I just found chickenmom's videos on youtube and she shows how to assemble the pattern you posted and how it goes on the chicken.

She makes costumes for her chickens and she even shows them with painted "toe nails" in one video ROFL!


----------



## JiminMorris (Oct 3, 2003)

Just want you to know you are among friends here. I have two seasonal inside feathered friends. I can't get the diapers to stay on but we've worked it out for all involved. :teehee:


----------



## Cyngbaeld (May 20, 2004)

[ame]http://www.youtube.com/watch?v=mm_-glNJlns[/ame]
Yeah, its a hoot!


----------



## bluetick (May 11, 2002)

And I thought I was doing well to have a lap chicken - can't sit down to take a break outside without Lacy fluttering onto my lap.
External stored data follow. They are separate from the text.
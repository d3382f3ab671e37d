// Copyright 2019-2026 Maravilla Labs, operated by SOLUTAS GmbH, Switzerland
// SPDX-License-Identifier: Apache-2.0
// SPDX-License-Identifier: MIT

//! Engine options.
//!
//! Options are plain `key=value` strings, the shape they arrive in over the
//! command channel. [`EngineOptions`] is a typed snapshot taken once per
//! render so that a concurrent `set:` never changes a render halfway through.
//!
//! | key          | meaning                                  | default        |
//! |--------------|------------------------------------------|----------------|
//! | `root`       | template root directory                  | (none)         |
//! | `components` | components directory below the root      | `components`   |
//! | `ext`        | template file extension                  | `xhtml`        |
//! | `template`   | default layout                           | (none)         |
//! | `cache`      | cache TTL in milliseconds                | 2 hours        |
//! | `assets`     | base URL of the static assets            | CDN            |
//! | `markdown`   | run templates through the markdown pass  | `false`        |

use std::collections::HashMap;
use std::time::Duration;

/// Template root directory.
pub const ROOT: &str = "root";
/// Components directory below the root.
pub const COMPONENTS: &str = "components";
/// Template file extension.
pub const EXT: &str = "ext";
/// Default layout name.
pub const TEMPLATE: &str = "template";
/// Cache TTL in milliseconds.
pub const CACHE: &str = "cache";
/// Static asset base URL.
pub const ASSETS: &str = "assets";
/// Markdown pass over whole templates.
pub const MARKDOWN: &str = "markdown";

/// Where the static assets are served from unless configured.
pub const DEFAULT_ASSETS: &str = "https://cdn.jsdelivr.net/npm/turbx/assets";

/// Asset base used in debug mode.
pub const LOCAL_ASSETS: &str = "/assets";

/// A typed snapshot of the engine options.
#[derive(Debug, Clone, PartialEq)]
pub struct EngineOptions {
    /// Template root directory.
    pub root: String,
    /// Components directory below the root.
    pub components: String,
    /// File extension without the dot.
    pub ext: String,
    /// Default layout.
    pub template: Option<String>,
    /// Cache TTL.
    pub cache_ttl: Option<Duration>,
    /// Static asset base URL.
    pub assets: String,
    /// Markdown pass over whole templates.
    pub markdown: bool,
}

impl Default for EngineOptions {
    fn default() -> Self {
        Self {
            root: String::new(),
            components: "components".to_string(),
            ext: "xhtml".to_string(),
            template: None,
            cache_ttl: None,
            assets: DEFAULT_ASSETS.to_string(),
            markdown: false,
        }
    }
}

/// Parses a boolean option value.
pub fn parse_flag(value: &str) -> bool {
    matches!(
        value.trim().to_ascii_lowercase().as_str(),
        "1" | "true" | "yes" | "on"
    )
}

/// Parses a TTL given in milliseconds.
pub fn parse_ttl(value: &str) -> Option<Duration> {
    value.trim().parse::<u64>().ok().map(Duration::from_millis)
}

impl EngineOptions {
    /// Builds a snapshot from raw option strings. Empty values keep the default.
    pub fn from_map(map: &HashMap<String, String>) -> Self {
        let mut options = Self::default();
        let get = |key: &str| map.get(key).map(|v| v.trim()).filter(|v| !v.is_empty());
        if let Some(root) = get(ROOT) {
            options.root = root.to_string();
        }
        if let Some(components) = get(COMPONENTS) {
            options.components = components.trim_matches('/').to_string();
        }
        if let Some(ext) = get(EXT) {
            options.ext = ext.trim_start_matches('.').to_string();
        }
        options.template = get(TEMPLATE).map(String::from);
        options.cache_ttl = get(CACHE).and_then(parse_ttl);
        if let Some(assets) = get(ASSETS) {
            options.assets = assets.to_string();
        }
        options.markdown = get(MARKDOWN).is_some_and(parse_flag);
        options
    }
}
Please don't show this to my geese!


----------



## working-mom (Apr 19, 2004)

I was wondering the same thing for our duck... but after several attempts will infant and premie diapers we gave up... ever time he takes a step they drop to his knees and he trips and falls... so he has his own corner of the living room.  He is a runner duck so the diapers just won't stay up, LOL!


----------



## lisa's garden (Apr 1, 2010)

Now I've seen everything! And my friends call _me the crazy chicken lady!_


----------